MSO Field Guide: Part 1 (What is an MSO?)

August 29, 2022

Management services organizations (“MSO”) have been around for decades serving a multitude of purposes in health care.  MSOs colloquially have been referred to as the duct tape for health care business arrangements by health care attorneys.  They can fix many problems with a health care deal.  When implemented correctly a MSO can be a successful vehicle for several different models, arrangements and reasons.  However, if implemented incorrectly a MSO can lead to regulatory scrutiny and risk given the highly regulated health care industry.

This field guide is a five part series and will, after an introduction to the MSO, address in each part the differing uses that MSOs play in health care arrangements:

What is an MSO?

A management services organization (MSO) is an entity whose purpose is to provide management, administrative, and support services to other businesses.  In the health care context, the MSO is performing these services for health care entities.  Legally, the ingredients of an MSO model are two entities and a contract.  Diving deeper, the MSO entity and the professional entity (PE) are the two legally distinct entities and the model is brought to life by a contract called a management services agreement (MSA). 

Who Owns an MSO?

An MSO is a non-professional entity.  Therefore it can be structured using any type of non-professional entity such as a corporation, limited liability company, or limited partnership.  As a result, from a health care regulatory perspective anyone can have ownership, including entrepreneurs,  physicians, dentists, non-practitioners, other businesses, individual investors, and private equity firms.  To be clear, MSOs are also used in other professional industries where individuals have a state license and cannot allow unlicensed persons to own the entity, such as architecture firms, certified public accounting firms, and law firms.

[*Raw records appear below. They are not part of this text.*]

// Per-pixel glass composite: shadowed background, then the graded glass fill on top.
// Visual: what you see each frame is exactly `render_frame` of the current parameters.

use crate::color::ColorAdjuster;
use crate::distortion::{displacement, normalized_sdf};
use crate::params::ParameterSet;
use crate::sampler::Sampler;
use crate::shadow::ShadowCompositor;
use crate::shape::ShapeField;
use crate::types::{FrameBuffer, Rgb, Vec2};

/// Glass coverage for a signed distance: 1 inside, 0 one pixel outside, linear in between.
#[inline]
pub fn coverage(sdf: f32) -> f32 {
    if sdf.is_nan() {
        return 0.0;
    }
    1.0 - sdf.clamp(0.0, 1.0)
}

/// Everything derived from one ParameterSet, built once per frame.
pub struct FramePlan<'a> {
    params: ParameterSet,
    shape: ShapeField,
    adjuster: ColorAdjuster,
    shadow: ShadowCompositor,
    sampler: Sampler<'a>,
    center: Vec2,
    resolution: Vec2,
}

impl<'a> FramePlan<'a> {
    /// `params` are sanitized here; the caller's snapshot is left alone.
    pub fn new(params: &ParameterSet, texture: Option<&'a FrameBuffer>, width: usize, height: usize) -> Self {
        let params = params.sanitized();
        let resolution = Vec2::new(width as f32, height as f32);
        Self {
            shape: ShapeField::from_params(&params),
            adjuster: ColorAdjuster::from_params(&params),
            shadow: ShadowCompositor::from_params(&params),
            sampler: Sampler::new(texture, resolution),
            center: Vec2::new(params.center_x, params.center_y),
            resolution,
            params,
        }
    }

    pub fn shape(&self) -> &ShapeField {
        &self.shape
    }

    /// Final color of pixel (x, y), evaluated at the pixel center.
    pub fn shade(&self, x: usize, y: usize) -> Rgb {
        let frag = Vec2::new(x as f32 + 0.5, y as f32 + 0.5);
        let p = frag - self.center;
        let uv = Vec2::new(
            if self.resolution.x > 0.0 { frag.x / self.resolution.x } else { 0.0 },
            if self.resolution.y > 0.0 { frag.y / self.resolution.y } else { 0.0 },
        );

        let bg = self.shadow.apply(&self.shape, p, self.sampler.texel(uv));

        let sdf = self.shape.distance(p);
        let mask = coverage(sdf);
        if mask <= 0.0 {
            return bg;
        }

        let bend = displacement(&self.shape, p, self.params.distortion, self.params.height);
        let raw = self.sampler.sample_aberrated(
            uv + bend,
            self.params.blur_radius,
            self.params.chromatic_aberration,
        );
        let glass = self.adjuster.apply(raw, normalized_sdf(sdf, self.params.height));
        bg.mix(glass, mask)
    }

    /// Fill `out` (already sized to the presentation surface).
    pub fn render_into(&self, out: &mut FrameBuffer) {
        let w = out.width;
        for (i, px) in out.pixels.iter_mut().enumerate() {
            *px = self.shade(i % w, i / w).to_packed();
        }
    }
}

/// Render one full frame of `params` over `texture` into `out`.
/// A missing texture renders as black with the glass still drawn over it.
pub fn render_frame(params: &ParameterSet, texture: Option<&FrameBuffer>, out: &mut FrameBuffer) {
    if out.width == 0 || out.height == 0 {
        return;
    }
    FramePlan::new(params, texture, out.width, out.height).render_into(out);
}

#[cfg(test)]
mod tests {
    use super::*;
    use crate::color::edge_highlight;
    use crate::params::ShapeVariant;

    fn checker(width: usize, height: usize) -> FrameBuffer {
        let mut fb = FrameBuffer::new(width, height);
        for y in 0..height {
            for x in 0..width {
                fb.pixels[y * width + x] = if (x / 7 + y / 5) % 2 == 0 { 0x00C08040 } else { 0x00204080 };
            }
        }
        fb
    }

    #[test]
    fn test_coverage_in_unit_range() {
        for sdf in [-1e9, -5.0, -0.0, 0.0, 0.25, 0.5, 1.0, 1.5, 1e9, f32::INFINITY, f32::NEG_INFINITY, f32::NAN] {
            let m = coverage(sdf);
            assert!((0.0..=1.0).contains(&m), "sdf {sdf} -> {m}");
        }
    }

    #[test]
    fn test_rectangle_center_is_background_plus_highlight() {
        let bg = checker(400, 300);
        let params = ParameterSet {
            shape: ShapeVariant::Rectangle,
            width: 100.0,
            height: 60.0,
            corner_radius: 0.0,
            distortion: 0.0,
            blur_radius: 0.0,
            chromatic_aberration: 0.0,
            tint: [1.0, 1.0, 1.0],
            saturation: 1.0,
            center_x: 200.0,
            center_y: 150.0,
            ..ParameterSet::default()
        };
        let plan = FramePlan::new(&params, Some(&bg), 400, 300);

        let (x, y) = (200, 150);
        let sdf = plan.shape().distance(Vec2::new(0.5, 0.5));
        let expected = Rgb::from_packed(bg.get(x, y)).add_scalar(edge_highlight(normalized_sdf(sdf, 60.0)));
        assert_eq!(plan.shade(x, y).to_packed(), expected.to_packed());
        assert_eq!(plan.shade(x, y).to_packed(), bg.get(x, y));
    }

    #[test]
    fn test_circle_mask_band() {
        let params = ParameterSet {
            shape: ShapeVariant::Circle,
            width: 50.0,
            height: 50.0,
            blur_radius: 0.0,
            center_x: 200.0,
            center_y: 200.0,
            ..ParameterSet::default()
        };
        let shape = ShapeField::from_params(&params.sanitized());
        for i in 0..360 {
            let a = (i as f32).to_radians();
            let dir = Vec2::new(a.cos(), a.sin());
            for r in [0.0_f32, 10.0, 49.0, 49.99] {
                assert_eq!(coverage(shape.distance(dir * r)), 1.0, "r={r}");
            }
            for r in [51.0_f32, 51.5, 80.0, 400.0] {
                assert_eq!(coverage(shape.distance(dir * r)), 0.0, "r={r}");
            }
        }
    }

    #[test]
    fn test_outside_glass_is_shadowed_background_only() {
        let bg = checker(120, 120);
        let params = ParameterSet {
            shape: ShapeVariant::Circle,
            width: 20.0,
            height: 20.0,
            center_x: 60.0,
            center_y: 60.0,
            shadow_intensity: 0.0,
            ..ParameterSet::default()
        };
        let mut out = FrameBuffer::new(120, 120);
        render_frame(&params, Some(&bg), &mut out);
        // far corner: no glass, no shadow
        assert_eq!(out.get(2, 2), bg.get(2, 2));
        assert_eq!(out.get(117, 110), bg.get(117, 110));
    }

    #[test]
    fn test_shadow_darkens_background_only() {
        let mut bg = FrameBuffer::new(100, 100);
        bg.pixels.fill(0x00808080);
        let params = ParameterSet {
            shape: ShapeVariant::Circle,
            width: 10.0,
            height: 10.0,
            center_x: 30.0,
            center_y: 30.0,
            shadow_intensity: 1.0,
            shadow_offset: [30.0, 30.0],
            shadow_blur: 0.0,
            ..ParameterSet::default()
        };
        let mut out = FrameBuffer::new(100, 100);
        render_frame(&params, Some(&bg), &mut out);
        // shadow center (60,60) is fully dark, far from the glass
        assert_eq!(out.get(60, 60), 0x00000000);
        assert_eq!(out.get(95, 5), 0x00808080);
    }

    #[test]
    fn test_missing_texture_still_renders() {
        let params = ParameterSet {
            width: 10.0,
            height: 10.0,
            center_x: 50.0,
            center_y: 50.0,
            ..ParameterSet::default()
        };
        let mut out = FrameBuffer::new(100, 100);
        out.pixels.fill(0x00FFFFFF);
        render_frame(&params, None, &mut out);
        assert_eq!(out.get(99, 99), 0x00000000);
        // the glass rim highlight still shows over the black
        assert_ne!(out.get(59, 50), 0x00000000);
    }

    #[test]
    fn test_nan_params_never_reach_pixels() {
        let bg = checker(64, 64);
        let params = ParameterSet {
            width: f32::NAN,
            height: f32::NAN,
            distortion: f32::INFINITY,
            blur_radius: f32::NAN,
            center_x: 32.0,
            center_y: 32.0,
            ..ParameterSet::default()
        };
        let mut out = FrameBuffer::new(64, 64);
        render_frame(&params, Some(&bg), &mut out);
        assert!(out.pixels.iter().all(|px| px & 0xFF00_0000 == 0));
    }

    #[test]
    fn test_mode_flag_is_inert() {
        let bg = checker(80, 80);
        let light = ParameterSet { center_x: 40.0, center_y: 40.0, ..ParameterSet::default() };
        let dark = ParameterSet { mode: crate::params::GlassMode::Dark, ..light.clone() };
        let (mut a, mut b) = (FrameBuffer::new(80, 80), FrameBuffer::new(80, 80));
        render_frame(&light, Some(&bg), &mut a);
        render_frame(&dark, Some(&bg), &mut b);
        assert_eq!(a, b);
    }
}
// Signed distance to the glass outline.
// Negative inside, positive outside, zero exactly on the edge.
// Visual: every other stage (mask, bend, highlight, shadow) is driven by this one number.

use crate::params::{ParameterSet, ShapeVariant};
use crate::types::Vec2;
use std::f32::consts::TAU;

/// Star/hexagon/donut are sized relative to the smaller half-extent.
pub const RADIAL_SHAPE_SCALE: f32 = 0.8;

/// One glass outline, holding only what its own formula needs.
/// Points are measured from the glass center (the pointer).
#[derive(Clone, Copy, Debug, PartialEq)]
pub enum ShapeField {
    Rectangle { half_extents: Vec2, corner_radius: f32 },
    Circle { radius: f32 },
    Star { points: u32, outer: f32, inner: f32 },
    Hexagon { apothem: f32 },
    Donut { outer: f32, inner: f32 },
}

impl ShapeField {
    /// Pick and size the outline selected by `params.shape`.
    pub fn from_params(params: &ParameterSet) -> Self {
        let w = params.width.max(0.0);
        let h = params.height.max(0.0);
        let base = w.min(h);
        let radial = RADIAL_SHAPE_SCALE * base;

        match params.shape {
            ShapeVariant::Rectangle => ShapeField::Rectangle {
                half_extents: Vec2::new(w, h),
                corner_radius: params.corner_radius.clamp(0.0, base),
            },
            ShapeVariant::Circle => ShapeField::Circle { radius: base },
            ShapeVariant::Star => ShapeField::Star {
                points: params.star_points.max(2),
                outer: radial,
                inner: radial * params.star_inner_radius.clamp(0.0, 1.0),
            },
            ShapeVariant::Hexagon => ShapeField::Hexagon { apothem: radial },
            ShapeVariant::Donut => ShapeField::Donut {
                outer: radial,
                inner: radial * (1.0 - params.donut_thickness.clamp(0.0, 1.0)),
            },
        }
    }

    /// Signed distance at `p` (relative to the glass center).
    pub fn distance(&self, p: Vec2) -> f32 {
        match *self {
            ShapeField::Rectangle { half_extents, corner_radius } => {
                sdf_rounded_rect(p, half_extents, corner_radius)
            }
            ShapeField::Circle { radius } => p.length() - radius,
            ShapeField::Star { points, outer, inner } => sdf_star(p, points, outer, inner),
            ShapeField::Hexagon { apothem } => sdf_hexagon(p, apothem),
            ShapeField::Donut { outer, inner } => {
                let r = p.length();
                (r - outer).max(inner - r)
            }
        }
    }
}

/// Box minus rounding: shrink the box by `r`, take the box distance, subtract `r` again.
fn sdf_rounded_rect(p: Vec2, b: Vec2, r: f32) -> f32 {
    let q = p.abs() - b + Vec2::new(r, r);
    q.max(0.0).length() + q.x.max(q.y).min(0.0) - r
}

/// Boundary radius at the angle of `p`, linear between valley (segment bisector)
/// and tip (segment edge). Both sides of every seam see t = 1, so no jump.
pub(crate) fn star_boundary_radius(p: Vec2, points: u32, outer: f32, inner: f32) -> f32 {
    let segment = TAU / points.max(2) as f32;
    let half = segment * 0.5;
    let angle = p.y.atan2(p.x).rem_euclid(segment);
    let t = ((angle - half).abs() / half).clamp(0.0, 1.0);
    inner + (outer - inner) * t
}

fn sdf_star(p: Vec2, points: u32, outer: f32, inner: f32) -> f32 {
    p.length() - star_boundary_radius(p, points, outer, inner)
}

/// Flat-top hexagon: fold into one sextant by reflecting across the 60° edge normal,
/// then measure to the top edge segment.
fn sdf_hexagon(p: Vec2, r: f32) -> f32 {
    const K: (f32, f32, f32) = (-0.866_025_4, 0.5, 0.577_350_26);
    let k = Vec2::new(K.0, K.1);

    let mut q = p.abs();
    q = q - k * (2.0 * k.dot(q).min(0.0));
    q = q - Vec2::new(q.x.clamp(-K.2 * r, K.2 * r), r);
    let d = q.length();
    if q.y < 0.0 { -d } else { d }
}

#[cfg(test)]
mod tests {
    use super::*;

    fn params(shape: ShapeVariant) -> ParameterSet {
        ParameterSet {
            shape,
            width: 50.0,
            height: 50.0,
            corner_radius: 10.0,
            star_points: 5,
            star_inner_radius: 0.5,
            donut_thickness: 0.5,
            ..ParameterSet::default()
        }
    }

    #[test]
    fn test_sign_convention() {
        for shape in ShapeVariant::ALL {
            let f = ShapeField::from_params(&params(shape));
            // Donut is hollow at the center; probe its ring instead.
            let inside = if shape == ShapeVariant::Donut { Vec2::new(30.0, 0.0) } else { Vec2::ZERO };
            assert!(f.distance(inside) < 0.0, "{shape} inside");
            assert!(f.distance(Vec2::new(500.0, 3.0)) > 0.0, "{shape} outside");
        }
    }

    #[test]
    fn test_rectangle_edges() {
        let f = ShapeField::from_params(&ParameterSet {
            width: 100.0,
            height: 60.0,
            corner_radius: 0.0,
            ..ParameterSet::default()
        });
        assert!((f.distance(Vec2::new(100.0, 0.0))).abs() < 1e-4);
        assert!((f.distance(Vec2::new(0.0, 60.0))).abs() < 1e-4);
        assert!((f.distance(Vec2::ZERO) + 60.0).abs() < 1e-4);
        // outside a sharp corner the distance is Euclidean
        assert!((f.distance(Vec2::new(103.0, 64.0)) - 5.0).abs() < 1e-4);
    }

    #[test]
    fn test_corner_radius_is_clamped() {
        let f = ShapeField::from_params(&ParameterSet {
            width: 20.0,
            height: 10.0,
            corner_radius: 500.0,
            ..ParameterSet::default()
        });
        match f {
            ShapeField::Rectangle { corner_radius, .. } => assert_eq!(corner_radius, 10.0),
            other => panic!("unexpected {other:?}"),
        }
    }

    #[test]
    fn test_hexagon_flat_top() {
        let f = ShapeField::from_params(&params(ShapeVariant::Hexagon));
        let apothem = 0.8 * 50.0;
        assert!(f.distance(Vec2::new(0.0, apothem)).abs() < 1e-3);
        assert!(f.distance(Vec2::new(0.0, -apothem)).abs() < 1e-3);
        // vertices sit on the x axis at apothem / cos(30°)
        let vertex = apothem / (3.0f32.sqrt() / 2.0);
        assert!(f.distance(Vec2::new(vertex, 0.0)).abs() < 1e-2);
    }

    #[test]
    fn test_donut_ring() {
        let f = ShapeField::from_params(&params(ShapeVariant::Donut));
        // outer 40, inner 20
        assert!((f.distance(Vec2::ZERO) - 20.0).abs() < 1e-4);
        assert!((f.distance(Vec2::new(30.0, 0.0)) + 10.0).abs() < 1e-4);
        assert!(f.distance(Vec2::new(0.0, 40.0)).abs() < 1e-4);
        assert!(f.distance(Vec2::new(0.0, -20.0)).abs() < 1e-4);
    }

    #[test]
    fn test_star_tips_and_valleys() {
        let f = ShapeField::from_params(&params(ShapeVariant::Star));
        let outer = 0.8 * 50.0;
        let segment = TAU / 5.0;
        for k in 0..5 {
            let tip = k as f32 * segment;
            let valley = tip + segment * 0.5;
            let at = |a: f32, r: f32| Vec2::new(r * a.cos(), r * a.sin());

            // distance = radius - boundary, so boundary = radius - distance
            let tip_boundary = 60.0 - f.distance(at(tip, 60.0));
            let valley_boundary = 60.0 - f.distance(at(valley, 60.0));
            assert!((tip_boundary - outer).abs() < 1e-3, "tip {k}: {tip_boundary}");
            assert!((valley_boundary - outer * 0.5).abs() < 1e-3, "valley {k}: {valley_boundary}");
        }
    }

    #[test]
    fn test_all_shapes_are_continuous() {
        let eps = 1e-3_f32;
        for shape in ShapeVariant::ALL {
            let f = ShapeField::from_params(&params(shape));
            // sweep a few rings, including ones crossing the donut's inner/outer edges
            for r in [10.0_f32, 20.0, 30.0, 40.0, 55.0] {
                for i in 0..720 {
                    let a = i as f32 / 720.0 * TAU - std::f32::consts::PI;
                    let p = Vec2::new(r * a.cos(), r * a.sin());
                    let q = Vec2::new(r * (a + eps / r).cos(), r * (a + eps / r).sin());
                    let d = (f.distance(p) - f.distance(q)).abs();
                    assert!(d < 10.0 * eps, "{shape} jump {d} at r={r} a={a}");
                }
            }
        }
    }

    #[test]
    fn test_donut_is_continuous_across_the_ring() {
        let f = ShapeField::from_params(&params(ShapeVariant::Donut));
        // outer 40, inner 20: walk outward through 20, the (20+40)/2 crossover and 40
        let step = 0.01_f32;
        for a in [0.0_f32, 1.0, 2.5, -2.0] {
            let dir = Vec2::new(a.cos(), a.sin());
            let mut prev = f.distance(Vec2::ZERO);
            for i in 1..=6000 {
                let r = i as f32 * step;
                let d = f.distance(dir * r);
                // a distance field never changes faster than the point moves
                assert!((d - prev).abs() <= step + 1e-3, "jump {prev} -> {d} at r={r} a={a}");
                prev = d;
            }
            assert!((f.distance(dir * 30.0) + 10.0).abs() < 1e-3);
            assert!(f.distance(dir * 19.9) > 0.0 && f.distance(dir * 20.1) < 0.0);
            assert!(f.distance(dir * 39.9) < 0.0 && f.distance(dir * 40.1) > 0.0);
        }
    }

    #[test]
    fn test_star_wraps_at_pi() {
        let f = ShapeField::from_params(&params(ShapeVariant::Star));
        let a = f.distance(Vec2::new(-30.0, 1e-6));
        let b = f.distance(Vec2::new(-30.0, -1e-6));
        assert!((a - b).abs() < 1e-3);
    }

    #[test]
    fn test_zero_size_shapes_are_finite() {
        for shape in ShapeVariant::ALL {
            let f = ShapeField::from_params(&ParameterSet {
                shape,
                width: 0.0,
                height: 0.0,
                ..ParameterSet::default()
            });
            assert!(f.distance(Vec2::ZERO).is_finite());
            assert!(f.distance(Vec2::new(3.0, -4.0)).is_finite());
        }
    }
}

From a business perspective, it remains important when forming an MSO entity to be strategic regarding the type of entity and the Federal tax election.  These decisions do impact boundaries on ownership.  This choice of entity strategy and tax election strategy should be developed with business attorneys in concert with tax advisors when starting the MSO.

How Does an MSO work?

To understand how an MSO works, we must look at the bigger picture of the MSO model.  First, imagine a typical health care entity such as a medical practice.  When examining its operations, you can break it down into two fundamental components of operations: (1) the clinical operations; and (2) the administrative operations.  The MSO model separates these components into a professional entity, the one responsible for the clinical operations and provides the patient care, and a management entity, the one responsible for the administrative operations and handles the business of the practice. These two entities are then tethered legally by the MSA through which the professional entity engages the MSO to provide defined management, administrative and support services for a fee. Done correctly, the MSO in essence, is the outsourced back office business operations of the medical practice.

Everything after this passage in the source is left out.